No one thinks damaging coral is sexy, but researchers from the University at Buffalo just made it official. Turns out, coral sex is dampened after injury from storms and human activity.
A colony of Antillogorgia elisabethae coral in the Bahamas suffers long-term effects after injury.
A colony of Antillogorgia elisabethae coral in the Bahamas suffers long-term effects after injury. Howard Lasker
/ Source: LiveScience

No one thinks damaging coral is sexy, but researchers from the University at Buffalo just made it official. Turns out, coral sex is dampened after injury from storms and human activity.

Their study shows that while coral adapts to injury events by initially growing back rapidly, reproduction rates are suppressed up to four years after initial injury. This is particularly alarming since size, rather than age, dictates coral's health and maturity, explained study leader Howard Lasker.
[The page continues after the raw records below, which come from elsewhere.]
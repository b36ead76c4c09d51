use std::f64::consts::FRAC_PI_2;

use super::*;
use crate::render::surface::{StateGuard, TextAlign, TextBaseline};
use crate::text::FontSpec;

const SYSTEM_FONT: &str = "/usr/share/fonts/truetype/dejavu/DejaVuSans.ttf";

fn empty_fonts() -> Arc<FontBook> {
    Arc::new(FontBook::new())
}

fn local_fonts() -> Option<Arc<FontBook>> {
    let bytes = std::fs::read(SYSTEM_FONT).ok()?;
    let mut book = FontBook::new();
    book.register_bytes(bytes).ok()?;
    Some(Arc::new(book))
}

/// Centroid of pixels with non-zero alpha.
fn ink_centroid(frame: &FrameRGBA) -> Option<(f64, f64, u32, u32)> {
    let (mut sx, mut sy, mut n) = (0.0, 0.0, 0.0);
    let (mut min_x, mut max_x) = (u32::MAX, 0);
    for y in 0..frame.height {
        for x in 0..frame.width {
            if frame.pixel(x, y).is_some_and(|p| p[3] > 0) {
                sx += f64::from(x) + 0.5;
                sy += f64::from(y) + 0.5;
                n += 1.0;
                min_x = min_x.min(x);
                max_x = max_x.max(x);
            }
        }
    }
    (n > 0.0).then(|| (sx / n, sy / n, min_x, max_x))
}

#[test]
fn surface_dimensions_must_fit_u16_and_be_non_zero() {
    for (w, h) in [(0, 10), (10, 0), (65_536, 1), (1, 70_000)] {
        let err = CpuSurface::new(w, h, empty_fonts()).err().unwrap();
        assert!(matches!(err, TextBehindError::SurfaceUnavailable(_)), "{w}x{h}");
    }
    let s = CpuSurface::new(65_535, 1, empty_fonts()).unwrap();
    assert_eq!((s.width(), s.height()), (65_535, 1));
}

#[test]
fn new_surface_is_transparent() {
    let mut s = CpuSurface::new(4, 3, empty_fonts()).unwrap();
    let frame = s.snapshot().unwrap();
    assert_eq!((frame.width, frame.height), (4, 3));
    assert!(frame.premultiplied);
    assert!(frame.data.iter().all(|&b| b == 0));
}

#[test]
fn draw_image_at_origin_copies_pixels() {
    let mut s = CpuSurface::new(2, 2, empty_fonts()).unwrap();
    let img = RasterImage::from_straight(
        2,
        2,
        vec![
            255, 0, 0, 255, 0, 255, 0, 255, //
            0, 0, 255, 255, 255, 255, 255, 255,
        ],
    )
    .unwrap();
    s.draw_image(&img, 0.0, 0.0).unwrap();
    let frame = s.snapshot().unwrap();
    assert_eq!(frame.data, *img.rgba8_premul);
}

#[test]
fn later_opaque_image_covers_earlier_one() {
    let mut s = CpuSurface::new(4, 4, empty_fonts()).unwrap();
    s.draw_image(&RasterImage::solid(4, 4, [255, 0, 0, 255]), 0.0, 0.0)
        .unwrap();
    s.draw_image(&RasterImage::solid(4, 4, [0, 0, 255, 255]), 0.0, 0.0)
        .unwrap();
    let frame = s.snapshot().unwrap();
    assert_eq!(frame.pixel(2, 2), Some([0, 0, 255, 255]));
}

#[test]
fn transparent_image_pixels_let_lower_layers_through() {
    let mut s = CpuSurface::new(2, 1, empty_fonts()).unwrap();
    s.draw_image(&RasterImage::solid(2, 1, [255, 0, 0, 255]), 0.0, 0.0)
        .unwrap();
    let top = RasterImage::from_straight(2, 1, vec![0, 0, 0, 0, 0, 255, 0, 255]).unwrap();
    s.draw_image(&top, 0.0, 0.0).unwrap();
    let frame = s.snapshot().unwrap();
    assert_eq!(frame.pixel(0, 0), Some([255, 0, 0, 255]));
    assert_eq!(frame.pixel(1, 0), Some([0, 255, 0, 255]));
}

#[test]
fn empty_text_is_a_noop_even_without_fonts() {
    let mut s = CpuSurface::new(8, 8, empty_fonts()).unwrap();
    s.fill_text("", 4.0, 4.0).unwrap();
    assert!(s.snapshot().unwrap().data.iter().all(|&b| b == 0));
}

#[test]
fn text_without_fonts_is_a_validation_error() {
    let mut s = CpuSurface::new(8, 8, empty_fonts()).unwrap();
    s.set_font(&FontSpec {
        size_px: 12.0,
        family: "Arial".into(),
    });
    let err = s.fill_text("A", 4.0, 4.0).unwrap_err();
    assert!(matches!(err, TextBehindError::Validation(ref m) if m.contains("12px Arial")));
}

#[test]
fn centered_text_ink_sits_on_anchor_with_local_font_if_present() {
    let Some(fonts) = local_fonts() else {
        return;
    };
    let mut s = CpuSurface::new(200, 100, fonts).unwrap();
    s.set_font(&FontSpec {
        size_px: 32.0,
        family: "DejaVu Sans".into(),
    });
    s.set_fill_color("black");
    s.set_text_align(TextAlign::Center);
    s.set_text_baseline(TextBaseline::Middle);
    s.fill_text("HOH", 100.0, 50.0).unwrap();

    let frame = s.snapshot().unwrap();
    let (cx, cy, min_x, max_x) = ink_centroid(&frame).unwrap();
    assert!((cx - 100.0).abs() < 3.0, "cx={cx}");
    assert!((cy - 50.0).abs() < 5.0, "cy={cy}");
    // Horizontal text is wider than tall.
    assert!(max_x - min_x > 32);
}

#[test]
fn rotated_text_ink_runs_vertically_with_local_font_if_present() {
    let Some(fonts) = local_fonts() else {
        return;
    };
    let mut s = CpuSurface::new(100, 200, fonts).unwrap();
    s.set_font(&FontSpec {
        size_px: 32.0,
        family: "DejaVu Sans".into(),
    });
    s.set_text_align(TextAlign::Center);
    s.set_text_baseline(TextBaseline::Middle);
    {
        let mut g = StateGuard::new(&mut s);
        g.rotate(-FRAC_PI_2);
        g.fill_text("HOH", -100.0, 50.0).unwrap();
    }
    assert_eq!(s.transform(), Affine::IDENTITY);

    let frame = s.snapshot().unwrap();
    let (cx, cy, min_x, max_x) = ink_centroid(&frame).unwrap();
    assert!((cx - 50.0).abs() < 5.0, "cx={cx}");
    assert!((cy - 100.0).abs() < 3.0, "cy={cy}");
    // Rotated text is narrower than a horizontal run of the same string.
    assert!(max_x - min_x < 40);
}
Many coral have asexual and sexual reproduction, the latter usually a wild sex party of sorts, where corals release sperm and eggs into the water at a precise time. Those sex gametes hook up with each other, from different individuals, to produce free-floating larvae called planulae.

Lasker and his team studied coral colonies in the Bahamas that were being harvested for use in skin care products. They found that even years after harvest spermaries (coral sperm colonies) and polyps, where coral stores eggs, were underproducing.
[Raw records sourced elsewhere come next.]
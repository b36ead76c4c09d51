use std::sync::Arc;

use crate::foundation::error::{TextBehindError, TextBehindResult};

pub(crate) mod color;
pub(crate) mod decode;
pub(crate) mod font;
pub(crate) mod source;

/// Decoded raster image at its natural size.
#[derive(Clone, Debug, PartialEq)]
pub struct RasterImage {
    /// Natural width in pixels.
    pub width: u32,
    /// Natural height in pixels.
    pub height: u32,
    /// Premultiplied RGBA8, row-major, tightly packed.
    pub rgba8_premul: Arc<Vec<u8>>,
}

impl RasterImage {
    /// Wrap premultiplied RGBA8 pixels, checking the buffer length.
    pub fn from_premul(width: u32, height: u32, rgba8_premul: Vec<u8>) -> TextBehindResult<Self> {
        let expected = (width as usize)
            .saturating_mul(height as usize)
            .saturating_mul(4);
        if rgba8_premul.len() != expected {
            return Err(TextBehindError::validation(format!(
                "raster byte len {} does not match {width}x{height}",
                rgba8_premul.len()
            )));
        }
        Ok(Self {
            width,
            height,
            rgba8_premul: Arc::new(rgba8_premul),
        })
    }

    /// Build from straight-alpha RGBA8 pixels.
    pub fn from_straight(width: u32, height: u32, mut rgba8: Vec<u8>) -> TextBehindResult<Self> {
        crate::foundation::core::premultiply_rgba8_in_place(&mut rgba8);
        Self::from_premul(width, height, rgba8)
    }

    /// A `width x height` image filled with one straight-alpha color.
    pub fn solid(width: u32, height: u32, rgba: [u8; 4]) -> Self {
        let px = crate::foundation::core::Rgba8Premul::from_straight_rgba(
            rgba[0], rgba[1], rgba[2], rgba[3],
        )
        .to_array();
        let n = (width as usize) * (height as usize);
        let mut data = Vec::with_capacity(n * 4);
        for _ in 0..n {
            data.extend_from_slice(&px);
        }
        Self {
            width,
            height,
            rgba8_premul: Arc::new(data),
        }
    }

    /// Return `true` when both images share the same dimensions.
    pub fn same_size(&self, other: &RasterImage) -> bool {
        self.width == other.width && self.height == other.height
    }

    /// Premultiplied pixel at `(x, y)`, if in bounds.
    pub fn pixel(&self, x: u32, y: u32) -> Option<[u8; 4]> {
        if x >= self.width || y >= self.height {
            return None;
        }
        let i = ((y as usize) * (self.width as usize) + (x as usize)) * 4;
        let px = self.rgba8_premul.get(i..i + 4)?;
        Some([px[0], px[1], px[2], px[3]])
    }
}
"On the science side of it, this really raises the question, 'Well, what's going on?'" Lasker told LiveScience. "This is a healthy-looking colony, those wounds [from harvesting] are long, long healed, so what's different about it? And that's something we're still puzzling over."

Christopher Page, Lasker's co-author and now a staff biologist at Mote Marine Laboratory, believes that in the face of a changing environment coral's ability to reallocate resources after injury events shows promising adaptability.
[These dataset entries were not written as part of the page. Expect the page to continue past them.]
// SPDX-License-Identifier: BUSL-1.1
// Copyright (c) 2026 Alfred Jean LLC

//! pgr - playground action log and replay CLI

// Allow panic!/unwrap/expect in test code
#![cfg_attr(test, allow(clippy::panic))]
#![cfg_attr(test, allow(clippy::unwrap_used))]
#![cfg_attr(test, allow(clippy::expect_used))]

mod commands;
mod config;
mod error;
mod logging;
mod output;

use anyhow::Result;
use clap::{Parser, Subcommand};
use commands::{account, clear, contract, replay, snapshot, Context};
use pgr_core::ACTIONS_TABLE;
use pgr_storage::{ClearControl, ResetOutcome};
use std::collections::BTreeSet;
use std::path::PathBuf;
use std::process::ExitCode;

use crate::config::Config;
use crate::error::CliError;
use crate::output::OutputFormat;

#[derive(Parser)]
#[command(
    name = "pgr",
    version,
    about = "Playground recorder - record, inspect and replay playground actions"
)]
struct Cli {
    /// Directory holding the action log (default: platform data dir)
    #[arg(long, global = true)]
    state_dir: Option<PathBuf>,

    /// Output format
    #[arg(long, global = true, value_enum, default_value_t)]
    format: OutputFormat,

    #[command(subcommand)]
    command: Commands,
}

#[derive(Subcommand)]
enum Commands {
    /// Account actions
    Account(account::AccountArgs),
    /// Contract actions
    Contract(contract::ContractArgs),
    /// Print a playground's ordered action log
    Snapshot(snapshot::SnapshotArgs),
    /// Rebuild state from the log
    Replay(replay::ReplayArgs),
    /// Clear logical tables and record a clear marker
    Clear(clear::ClearArgs),
    /// List clear markers
    Markers,
}

#[tokio::main]
async fn main() -> ExitCode {
    let cli = Cli::parse();

    match run(cli).await {
        Ok(()) => ExitCode::SUCCESS,
        Err(e) => {
            match e.downcast_ref::<CliError>() {
                Some(cli_error) => eprint!("{}", cli_error),
                None => eprintln!("error: {:#}", e),
            }
            ExitCode::FAILURE
        }
    }
}

async fn run(cli: Cli) -> Result<()> {
    let config = Config::resolve(cli.state_dir)?;
    let _log_guard = logging::setup(&config)?;

    tracing::debug!(state_dir = %config.state_dir.display(), "starting");
    let ctx = Context::open(config, cli.format)?;
    reset_if_stale(&ctx).await?;

    match cli.command {
        Commands::Account(args) => account::handle(&ctx, args).await,
        Commands::Contract(args) => contract::handle(&ctx, args).await,
        Commands::Snapshot(args) => snapshot::handle(&ctx, args).await,
        Commands::Replay(args) => replay::handle(&ctx, args).await,
        Commands::Clear(args) => clear::handle(&ctx, args).await,
        Commands::Markers => commands::markers::handle(&ctx).await,
    }
}

/// Drop a log written under an older schema version
async fn reset_if_stale(ctx: &Context) -> Result<()> {
    let tables = BTreeSet::from([ACTIONS_TABLE.to_string()]);
    let control = ClearControl::new(ctx.store.clone());

    match control
        .reset_if_stale(ctx.config.schema_version, &tables)
        .await?
    {
        ResetOutcome::Reset(marker) => eprintln!(
            "warning: action log predates schema version {}; cleared (marker #{})",
            marker.version, marker.id
        ),
        ResetOutcome::Current | ResetOutcome::Stamped(_) => {}
    }
    Ok(())
}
[ Colorful Creations: Incredible Photos of Coral ]

"Coral are more adaptable than we may have thought in the beginning, but that doesn't mean they'll persist despite changes," Page told LiveScience.

When energy is given to one resource — in this case, quick regrowth after injury — it's taken from another, Page explains. This leaves more persistent effects than were previously suspected — in this case, long-term, slowed reproduction.

The findings have implications for future coral health. While researchers had previously thought coral rebounded heartily after injury events, such as those incurred from hurricanes and other storms as well as human activity such as boating, this study reveals that populations cannot rebuild as quickly as hoped. But the most effective way to protect coral continues to be the cessation of injury events altogether.

"When there's damage, that damage has a longer-term effect than we may have initially envisioned, but the more significant factor is that initial damage," said Lasker. Coral is a particularly sensitive creature, affected by a host of climate change-related events from increased water temperature to more frequent and severe storms. And now, research reveals that it is difficult to predict how these marine animals will react to injury, since changing variables will determine their health and growth.

To conserve and protect coral, explained Page, we must both avoid their continued injury, and examine our restoration approaches to consider long-term effects of damage as well as the significant adaptability of these organisms. If a multifaceted and focused approach to management is taken, coral, threatened worldwide, may just be able to revamp its sex life.

Many corals are hermaphroditic broadcast spawners, meaning they release packets of sperm and eggs into the water.

Warming waters signal the coral that it's time to start producing sex cells, then a precise combination of daylight and moonlight trigger the sudden, simultaneous release of eggs and sperm.